Sarney disse a Lula que não se afastará, afirma fonte

O presidente do Senado, José Sarney (PMDB-AP), disse hoje ao presidente Luiz Inácio Lula da Silva que não pedirá licença ou renunciará ao comando do Senado. Em encontro de quase duas horas, no Centro Cultural Banco do Brasil (CCBB), Sarney avaliou que a oposição está tirando proveito da crise para criar problemas para o governo e assumir o controle do Senado, segundo informou um auxiliar direto de Lula à Agência Estado.

LEONENCIO NOSSA, Agencia Estado

03 de julho de 2009 | 17h20

O senador disse ainda que espera liderar o "processo de normalidade" com apoio da base e de "quem mais estiver interessado". Lula, segundo essa mesma fonte, concordou com as avaliações de Sarney e disse que apoia a disposição do senador de liderar o processo de restabelecimento de normalidade da instituição.
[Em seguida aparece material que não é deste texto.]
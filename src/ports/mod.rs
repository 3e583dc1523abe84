//! Port traits implemented by the adapters.

pub mod config_port;
pub mod price_port;
pub mod score_port;
pub mod report_port;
Durante o encontro, Sarney apresentou ao presidente Lula o documento que enumera 36 ações adotadas pela Comissão Diretora para dar eficiência e transparência às decisões administrativas do Senado. O documento destaca uma economia de aproximadamente R$ 10 milhões por ano nos dois primeiros contratos de fornecimento de mão de obra; a mudança na regulamentação das cotas de passagens aéreas dos senadores, com a economia de 30%; a redução em 10% das despesas gerais do Senado; redução da taxa de juros dos empréstimos consignados para patamar máximo de 1,6% ao mês; e a solicitação à Polícia Federal para que investigue os empréstimos consignados aos servidores, bem como as empresas que o operaram.